Data entries
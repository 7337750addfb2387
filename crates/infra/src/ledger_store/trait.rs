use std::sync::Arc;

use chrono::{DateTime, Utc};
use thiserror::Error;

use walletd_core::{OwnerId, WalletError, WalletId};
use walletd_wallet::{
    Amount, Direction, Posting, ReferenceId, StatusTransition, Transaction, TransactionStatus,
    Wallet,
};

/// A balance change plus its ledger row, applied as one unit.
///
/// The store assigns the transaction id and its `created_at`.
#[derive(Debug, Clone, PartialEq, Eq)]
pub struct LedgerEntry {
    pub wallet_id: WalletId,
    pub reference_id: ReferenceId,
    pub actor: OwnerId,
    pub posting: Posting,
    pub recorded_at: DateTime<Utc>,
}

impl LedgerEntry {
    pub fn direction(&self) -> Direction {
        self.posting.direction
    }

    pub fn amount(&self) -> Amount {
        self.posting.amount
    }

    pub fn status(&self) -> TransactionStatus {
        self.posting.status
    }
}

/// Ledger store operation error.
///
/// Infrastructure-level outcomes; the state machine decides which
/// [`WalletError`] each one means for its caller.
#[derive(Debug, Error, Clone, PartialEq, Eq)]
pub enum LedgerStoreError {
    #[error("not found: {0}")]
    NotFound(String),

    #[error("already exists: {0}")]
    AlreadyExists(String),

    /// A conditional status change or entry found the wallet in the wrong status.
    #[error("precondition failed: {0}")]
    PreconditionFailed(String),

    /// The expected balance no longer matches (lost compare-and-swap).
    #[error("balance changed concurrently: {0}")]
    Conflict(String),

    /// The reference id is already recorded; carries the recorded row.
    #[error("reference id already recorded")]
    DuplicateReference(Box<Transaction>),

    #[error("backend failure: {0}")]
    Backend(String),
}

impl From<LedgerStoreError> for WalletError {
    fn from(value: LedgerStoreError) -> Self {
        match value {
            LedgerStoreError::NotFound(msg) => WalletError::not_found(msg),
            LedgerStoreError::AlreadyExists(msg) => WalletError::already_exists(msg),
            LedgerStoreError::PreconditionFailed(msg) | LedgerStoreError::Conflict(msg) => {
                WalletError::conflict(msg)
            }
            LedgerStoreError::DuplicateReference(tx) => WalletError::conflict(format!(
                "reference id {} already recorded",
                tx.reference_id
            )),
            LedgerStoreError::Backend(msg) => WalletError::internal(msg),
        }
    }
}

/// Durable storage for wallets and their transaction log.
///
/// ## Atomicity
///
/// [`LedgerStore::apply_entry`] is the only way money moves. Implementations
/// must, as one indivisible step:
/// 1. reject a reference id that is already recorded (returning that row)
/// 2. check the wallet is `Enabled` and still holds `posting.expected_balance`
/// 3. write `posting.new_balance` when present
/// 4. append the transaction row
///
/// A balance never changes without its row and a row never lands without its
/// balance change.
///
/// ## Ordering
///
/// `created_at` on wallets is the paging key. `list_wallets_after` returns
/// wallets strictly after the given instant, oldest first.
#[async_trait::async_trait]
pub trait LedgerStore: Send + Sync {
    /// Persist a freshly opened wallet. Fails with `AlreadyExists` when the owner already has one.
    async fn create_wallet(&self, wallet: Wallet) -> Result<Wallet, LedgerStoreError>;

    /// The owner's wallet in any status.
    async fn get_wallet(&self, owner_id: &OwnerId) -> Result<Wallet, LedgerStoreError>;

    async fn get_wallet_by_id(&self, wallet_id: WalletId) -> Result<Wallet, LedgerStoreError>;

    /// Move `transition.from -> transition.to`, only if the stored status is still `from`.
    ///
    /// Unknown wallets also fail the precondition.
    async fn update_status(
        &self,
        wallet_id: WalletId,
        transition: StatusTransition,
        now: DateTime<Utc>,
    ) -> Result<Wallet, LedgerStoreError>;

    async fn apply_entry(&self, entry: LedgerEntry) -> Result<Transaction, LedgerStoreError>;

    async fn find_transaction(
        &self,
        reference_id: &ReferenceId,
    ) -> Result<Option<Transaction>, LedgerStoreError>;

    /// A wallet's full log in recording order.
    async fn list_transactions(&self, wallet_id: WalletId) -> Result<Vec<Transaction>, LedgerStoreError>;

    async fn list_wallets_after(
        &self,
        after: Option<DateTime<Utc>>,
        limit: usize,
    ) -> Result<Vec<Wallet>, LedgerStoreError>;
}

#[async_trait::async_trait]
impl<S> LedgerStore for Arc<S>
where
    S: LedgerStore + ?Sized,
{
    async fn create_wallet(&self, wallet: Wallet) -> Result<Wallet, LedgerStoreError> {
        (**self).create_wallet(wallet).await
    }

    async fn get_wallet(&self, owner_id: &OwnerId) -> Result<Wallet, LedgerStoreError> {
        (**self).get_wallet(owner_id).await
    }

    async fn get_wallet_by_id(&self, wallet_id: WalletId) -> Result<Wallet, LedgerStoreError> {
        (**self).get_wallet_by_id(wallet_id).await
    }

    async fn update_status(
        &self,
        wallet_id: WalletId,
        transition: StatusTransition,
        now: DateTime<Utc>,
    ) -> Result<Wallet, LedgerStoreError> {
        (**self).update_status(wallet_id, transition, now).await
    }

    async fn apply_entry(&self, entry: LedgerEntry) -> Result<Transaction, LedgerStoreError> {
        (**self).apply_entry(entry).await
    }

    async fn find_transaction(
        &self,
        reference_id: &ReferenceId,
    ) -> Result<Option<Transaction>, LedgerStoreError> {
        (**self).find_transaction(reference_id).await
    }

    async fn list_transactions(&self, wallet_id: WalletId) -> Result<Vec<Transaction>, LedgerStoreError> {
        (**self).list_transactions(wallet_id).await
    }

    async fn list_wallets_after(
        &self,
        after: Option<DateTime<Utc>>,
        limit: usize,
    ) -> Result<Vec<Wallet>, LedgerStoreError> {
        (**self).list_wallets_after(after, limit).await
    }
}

==

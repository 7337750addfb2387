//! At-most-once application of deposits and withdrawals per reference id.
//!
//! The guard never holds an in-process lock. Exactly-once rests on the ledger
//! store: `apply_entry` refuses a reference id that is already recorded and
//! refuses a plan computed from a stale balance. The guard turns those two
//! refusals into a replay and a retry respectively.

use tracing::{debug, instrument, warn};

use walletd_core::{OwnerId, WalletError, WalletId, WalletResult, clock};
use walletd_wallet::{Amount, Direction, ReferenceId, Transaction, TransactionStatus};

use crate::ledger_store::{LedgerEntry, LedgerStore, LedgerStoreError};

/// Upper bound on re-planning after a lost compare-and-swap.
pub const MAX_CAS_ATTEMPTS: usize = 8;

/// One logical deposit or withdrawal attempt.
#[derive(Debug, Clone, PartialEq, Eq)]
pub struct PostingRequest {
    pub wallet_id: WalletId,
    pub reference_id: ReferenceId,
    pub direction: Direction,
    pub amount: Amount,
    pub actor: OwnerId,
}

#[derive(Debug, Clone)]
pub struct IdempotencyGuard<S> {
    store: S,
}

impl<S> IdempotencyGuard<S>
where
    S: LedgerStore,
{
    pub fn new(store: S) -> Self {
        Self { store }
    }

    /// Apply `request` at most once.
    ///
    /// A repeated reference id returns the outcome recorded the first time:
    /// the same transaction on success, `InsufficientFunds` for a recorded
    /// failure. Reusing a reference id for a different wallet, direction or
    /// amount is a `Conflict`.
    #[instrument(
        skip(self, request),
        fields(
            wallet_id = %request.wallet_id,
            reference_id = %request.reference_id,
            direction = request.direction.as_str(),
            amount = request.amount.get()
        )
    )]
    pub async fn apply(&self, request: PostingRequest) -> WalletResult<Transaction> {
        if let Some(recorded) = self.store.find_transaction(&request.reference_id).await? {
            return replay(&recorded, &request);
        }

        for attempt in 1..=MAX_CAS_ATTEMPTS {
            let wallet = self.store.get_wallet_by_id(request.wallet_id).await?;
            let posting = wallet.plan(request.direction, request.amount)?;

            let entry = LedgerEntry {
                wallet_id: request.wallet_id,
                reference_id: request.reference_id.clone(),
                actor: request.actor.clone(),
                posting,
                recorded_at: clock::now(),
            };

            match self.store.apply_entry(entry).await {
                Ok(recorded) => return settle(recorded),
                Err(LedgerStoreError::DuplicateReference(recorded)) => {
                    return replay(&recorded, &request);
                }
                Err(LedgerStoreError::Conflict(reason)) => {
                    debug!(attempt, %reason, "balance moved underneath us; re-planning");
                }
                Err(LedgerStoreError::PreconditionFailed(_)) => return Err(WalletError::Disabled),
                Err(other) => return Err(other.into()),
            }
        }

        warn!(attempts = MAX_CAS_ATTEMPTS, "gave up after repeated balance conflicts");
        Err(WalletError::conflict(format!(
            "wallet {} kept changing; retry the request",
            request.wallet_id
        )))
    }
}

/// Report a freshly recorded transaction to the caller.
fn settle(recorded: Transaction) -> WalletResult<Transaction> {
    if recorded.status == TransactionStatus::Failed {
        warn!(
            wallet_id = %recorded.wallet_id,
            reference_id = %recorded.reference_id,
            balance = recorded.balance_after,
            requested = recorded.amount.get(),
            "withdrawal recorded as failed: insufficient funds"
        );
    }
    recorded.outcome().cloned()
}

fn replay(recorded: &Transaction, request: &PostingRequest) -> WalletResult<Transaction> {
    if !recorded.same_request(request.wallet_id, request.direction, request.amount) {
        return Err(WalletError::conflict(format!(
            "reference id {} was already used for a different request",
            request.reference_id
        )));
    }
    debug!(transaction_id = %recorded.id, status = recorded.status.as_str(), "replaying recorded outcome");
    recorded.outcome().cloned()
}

REQUIREMENT: Your job is to return all lines above that hold the word "refuses".

TASK OUTPUT:
//! store: `apply_entry` refuses a reference id that is already recorded and
//! refuses a plan computed from a stale balance. The guard turns those two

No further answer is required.